___ Information shown
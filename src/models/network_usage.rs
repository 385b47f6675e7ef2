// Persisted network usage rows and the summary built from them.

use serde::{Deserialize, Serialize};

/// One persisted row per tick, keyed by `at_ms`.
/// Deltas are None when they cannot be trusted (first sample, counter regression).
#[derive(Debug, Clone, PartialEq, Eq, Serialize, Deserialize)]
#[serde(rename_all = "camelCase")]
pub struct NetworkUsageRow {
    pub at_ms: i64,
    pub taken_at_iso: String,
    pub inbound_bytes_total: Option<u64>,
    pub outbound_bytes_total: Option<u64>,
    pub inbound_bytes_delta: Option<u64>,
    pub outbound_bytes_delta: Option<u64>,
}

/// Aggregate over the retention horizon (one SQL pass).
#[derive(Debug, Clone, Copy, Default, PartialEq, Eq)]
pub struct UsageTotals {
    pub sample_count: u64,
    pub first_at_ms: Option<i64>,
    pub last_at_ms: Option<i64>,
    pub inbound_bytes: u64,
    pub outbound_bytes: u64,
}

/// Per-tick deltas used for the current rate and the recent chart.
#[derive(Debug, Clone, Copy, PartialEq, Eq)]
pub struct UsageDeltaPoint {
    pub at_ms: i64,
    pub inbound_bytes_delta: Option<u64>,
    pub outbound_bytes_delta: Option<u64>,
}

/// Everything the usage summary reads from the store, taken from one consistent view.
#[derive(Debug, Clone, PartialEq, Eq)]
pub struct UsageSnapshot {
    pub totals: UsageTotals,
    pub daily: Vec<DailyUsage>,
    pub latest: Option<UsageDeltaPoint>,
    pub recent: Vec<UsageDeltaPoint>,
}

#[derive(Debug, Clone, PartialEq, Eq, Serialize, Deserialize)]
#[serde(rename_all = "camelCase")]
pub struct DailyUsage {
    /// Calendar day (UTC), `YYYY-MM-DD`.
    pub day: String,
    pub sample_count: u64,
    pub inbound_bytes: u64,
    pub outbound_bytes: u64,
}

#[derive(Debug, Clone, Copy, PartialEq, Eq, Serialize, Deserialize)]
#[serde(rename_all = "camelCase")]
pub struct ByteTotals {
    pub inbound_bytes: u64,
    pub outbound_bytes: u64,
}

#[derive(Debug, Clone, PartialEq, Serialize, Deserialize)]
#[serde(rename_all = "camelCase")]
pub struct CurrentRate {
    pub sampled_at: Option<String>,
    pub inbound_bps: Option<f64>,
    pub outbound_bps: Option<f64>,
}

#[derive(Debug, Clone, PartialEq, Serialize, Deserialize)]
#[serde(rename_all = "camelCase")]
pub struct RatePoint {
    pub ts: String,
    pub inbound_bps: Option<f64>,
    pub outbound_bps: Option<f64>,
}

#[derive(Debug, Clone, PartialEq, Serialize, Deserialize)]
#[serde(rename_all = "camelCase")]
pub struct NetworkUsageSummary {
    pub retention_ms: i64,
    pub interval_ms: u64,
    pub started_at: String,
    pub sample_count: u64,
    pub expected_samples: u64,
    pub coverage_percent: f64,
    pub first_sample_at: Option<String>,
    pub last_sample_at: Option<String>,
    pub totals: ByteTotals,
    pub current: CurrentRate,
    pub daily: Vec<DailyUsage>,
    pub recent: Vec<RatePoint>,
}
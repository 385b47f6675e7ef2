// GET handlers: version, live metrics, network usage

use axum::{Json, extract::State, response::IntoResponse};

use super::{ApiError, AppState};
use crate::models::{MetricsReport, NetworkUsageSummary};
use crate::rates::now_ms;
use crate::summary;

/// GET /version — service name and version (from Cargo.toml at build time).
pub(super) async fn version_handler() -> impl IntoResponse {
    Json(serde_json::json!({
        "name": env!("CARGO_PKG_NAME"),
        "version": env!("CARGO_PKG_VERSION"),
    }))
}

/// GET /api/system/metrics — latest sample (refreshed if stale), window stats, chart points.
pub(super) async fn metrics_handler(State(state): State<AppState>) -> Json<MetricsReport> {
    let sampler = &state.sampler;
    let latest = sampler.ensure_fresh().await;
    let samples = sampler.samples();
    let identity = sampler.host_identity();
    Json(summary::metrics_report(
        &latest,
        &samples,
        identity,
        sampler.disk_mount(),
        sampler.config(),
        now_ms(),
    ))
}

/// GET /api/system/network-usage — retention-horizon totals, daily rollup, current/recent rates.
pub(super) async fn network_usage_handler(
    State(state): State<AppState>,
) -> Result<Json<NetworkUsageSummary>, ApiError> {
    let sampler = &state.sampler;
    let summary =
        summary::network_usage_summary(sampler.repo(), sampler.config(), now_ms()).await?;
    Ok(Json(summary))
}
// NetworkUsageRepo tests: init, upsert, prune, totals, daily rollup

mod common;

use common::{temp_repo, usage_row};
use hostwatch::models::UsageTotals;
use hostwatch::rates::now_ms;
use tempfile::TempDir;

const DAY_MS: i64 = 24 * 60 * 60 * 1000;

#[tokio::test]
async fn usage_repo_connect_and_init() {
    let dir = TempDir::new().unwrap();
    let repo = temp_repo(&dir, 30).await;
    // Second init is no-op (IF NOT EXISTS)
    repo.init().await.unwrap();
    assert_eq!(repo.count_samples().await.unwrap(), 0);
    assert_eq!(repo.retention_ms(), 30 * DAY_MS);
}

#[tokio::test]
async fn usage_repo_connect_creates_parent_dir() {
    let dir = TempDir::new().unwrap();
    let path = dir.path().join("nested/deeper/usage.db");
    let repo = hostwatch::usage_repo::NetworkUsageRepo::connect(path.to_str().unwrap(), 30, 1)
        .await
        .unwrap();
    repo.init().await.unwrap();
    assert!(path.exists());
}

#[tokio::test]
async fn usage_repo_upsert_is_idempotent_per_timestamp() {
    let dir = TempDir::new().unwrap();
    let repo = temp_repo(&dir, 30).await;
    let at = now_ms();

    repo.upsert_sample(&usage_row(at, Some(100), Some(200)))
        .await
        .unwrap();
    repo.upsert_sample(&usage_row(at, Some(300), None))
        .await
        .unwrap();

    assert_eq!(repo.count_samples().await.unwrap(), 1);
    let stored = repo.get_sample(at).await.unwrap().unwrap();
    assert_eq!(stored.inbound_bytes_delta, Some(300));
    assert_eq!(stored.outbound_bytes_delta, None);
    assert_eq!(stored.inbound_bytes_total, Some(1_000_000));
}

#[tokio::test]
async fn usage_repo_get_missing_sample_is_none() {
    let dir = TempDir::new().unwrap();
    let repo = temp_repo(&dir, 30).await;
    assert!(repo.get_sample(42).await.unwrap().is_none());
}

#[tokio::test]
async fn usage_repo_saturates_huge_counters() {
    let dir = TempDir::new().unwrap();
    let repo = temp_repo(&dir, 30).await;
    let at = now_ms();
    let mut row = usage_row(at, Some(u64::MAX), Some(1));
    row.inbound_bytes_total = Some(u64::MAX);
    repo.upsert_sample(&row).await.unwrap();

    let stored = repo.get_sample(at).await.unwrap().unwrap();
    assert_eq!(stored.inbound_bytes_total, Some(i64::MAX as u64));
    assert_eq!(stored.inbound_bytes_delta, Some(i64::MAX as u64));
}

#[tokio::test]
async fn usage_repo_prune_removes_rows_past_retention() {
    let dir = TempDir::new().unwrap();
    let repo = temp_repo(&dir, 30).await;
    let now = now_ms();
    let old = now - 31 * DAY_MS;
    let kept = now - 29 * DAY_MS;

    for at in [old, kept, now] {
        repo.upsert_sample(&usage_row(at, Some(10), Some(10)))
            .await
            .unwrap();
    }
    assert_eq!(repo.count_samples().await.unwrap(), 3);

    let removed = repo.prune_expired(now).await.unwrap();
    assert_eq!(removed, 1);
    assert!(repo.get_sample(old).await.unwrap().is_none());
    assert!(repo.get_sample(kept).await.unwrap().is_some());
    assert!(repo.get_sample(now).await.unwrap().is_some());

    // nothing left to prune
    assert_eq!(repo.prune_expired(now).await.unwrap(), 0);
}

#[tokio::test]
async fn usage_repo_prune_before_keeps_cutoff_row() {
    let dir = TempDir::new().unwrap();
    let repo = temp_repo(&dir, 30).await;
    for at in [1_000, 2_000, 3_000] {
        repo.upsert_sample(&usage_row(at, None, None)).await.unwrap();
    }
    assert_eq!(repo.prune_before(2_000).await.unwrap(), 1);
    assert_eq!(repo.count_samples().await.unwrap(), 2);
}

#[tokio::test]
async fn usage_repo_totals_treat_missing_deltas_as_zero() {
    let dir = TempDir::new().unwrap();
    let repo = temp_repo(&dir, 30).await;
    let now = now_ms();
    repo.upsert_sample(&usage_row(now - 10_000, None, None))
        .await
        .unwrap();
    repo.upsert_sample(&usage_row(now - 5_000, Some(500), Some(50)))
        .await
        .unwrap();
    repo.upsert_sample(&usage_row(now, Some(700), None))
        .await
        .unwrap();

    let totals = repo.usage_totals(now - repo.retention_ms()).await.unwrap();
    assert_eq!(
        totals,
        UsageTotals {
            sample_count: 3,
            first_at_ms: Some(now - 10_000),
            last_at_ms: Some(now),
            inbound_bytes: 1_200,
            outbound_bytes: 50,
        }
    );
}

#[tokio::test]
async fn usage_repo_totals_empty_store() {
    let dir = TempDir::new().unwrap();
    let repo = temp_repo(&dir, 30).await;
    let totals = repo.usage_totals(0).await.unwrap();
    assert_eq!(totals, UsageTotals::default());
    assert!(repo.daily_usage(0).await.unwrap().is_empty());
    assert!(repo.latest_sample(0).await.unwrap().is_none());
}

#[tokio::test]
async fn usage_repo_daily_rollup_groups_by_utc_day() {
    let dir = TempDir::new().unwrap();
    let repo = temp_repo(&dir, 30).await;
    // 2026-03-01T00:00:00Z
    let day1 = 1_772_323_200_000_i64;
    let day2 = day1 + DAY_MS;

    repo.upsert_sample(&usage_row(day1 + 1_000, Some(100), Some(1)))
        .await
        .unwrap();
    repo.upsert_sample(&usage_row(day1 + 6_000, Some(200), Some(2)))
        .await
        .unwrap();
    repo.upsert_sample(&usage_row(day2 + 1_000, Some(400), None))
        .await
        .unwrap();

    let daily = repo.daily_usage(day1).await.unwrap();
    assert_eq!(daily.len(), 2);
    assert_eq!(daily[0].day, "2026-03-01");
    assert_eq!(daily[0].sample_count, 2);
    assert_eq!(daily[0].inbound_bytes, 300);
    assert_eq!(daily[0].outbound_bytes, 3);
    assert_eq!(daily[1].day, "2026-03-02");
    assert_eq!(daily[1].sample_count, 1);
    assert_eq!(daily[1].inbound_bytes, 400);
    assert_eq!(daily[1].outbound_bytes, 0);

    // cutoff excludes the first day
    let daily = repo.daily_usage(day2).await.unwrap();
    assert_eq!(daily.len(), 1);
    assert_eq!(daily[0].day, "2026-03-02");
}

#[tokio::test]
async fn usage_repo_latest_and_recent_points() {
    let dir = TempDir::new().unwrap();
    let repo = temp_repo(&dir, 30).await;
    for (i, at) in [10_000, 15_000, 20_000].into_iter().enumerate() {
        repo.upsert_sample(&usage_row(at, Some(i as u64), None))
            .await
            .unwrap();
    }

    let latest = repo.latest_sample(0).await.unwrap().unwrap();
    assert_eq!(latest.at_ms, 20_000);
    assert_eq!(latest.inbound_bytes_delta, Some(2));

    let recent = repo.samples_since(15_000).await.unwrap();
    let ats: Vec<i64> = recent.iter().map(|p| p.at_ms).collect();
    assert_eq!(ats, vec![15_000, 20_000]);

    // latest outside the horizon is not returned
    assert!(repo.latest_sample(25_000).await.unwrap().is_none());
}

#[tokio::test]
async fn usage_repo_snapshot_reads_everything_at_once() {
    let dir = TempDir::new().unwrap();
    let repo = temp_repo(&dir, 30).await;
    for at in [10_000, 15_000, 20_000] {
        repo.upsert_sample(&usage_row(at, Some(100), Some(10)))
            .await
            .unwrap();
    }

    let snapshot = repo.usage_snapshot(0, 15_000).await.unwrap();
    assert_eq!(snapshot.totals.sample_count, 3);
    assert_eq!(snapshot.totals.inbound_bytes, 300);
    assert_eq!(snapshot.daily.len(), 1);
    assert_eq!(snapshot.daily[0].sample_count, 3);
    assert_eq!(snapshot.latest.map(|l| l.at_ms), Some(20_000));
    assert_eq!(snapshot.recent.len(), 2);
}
______
* _Task brief_
Both the first line of the records above and the line containing "sample, counter regression)." are to be transcribed exactly, together with every line between them, and nothing else.

* _Exercise output_
filename src/models/network_usage.rs
repository 385b47f6675e7ef2
// Persisted network usage rows and the summary built from them.

use serde::{Deserialize, Serialize};

/// One persisted row per tick, keyed by `at_ms`.
/// Deltas are None when they cannot be trusted (first sample, counter regression).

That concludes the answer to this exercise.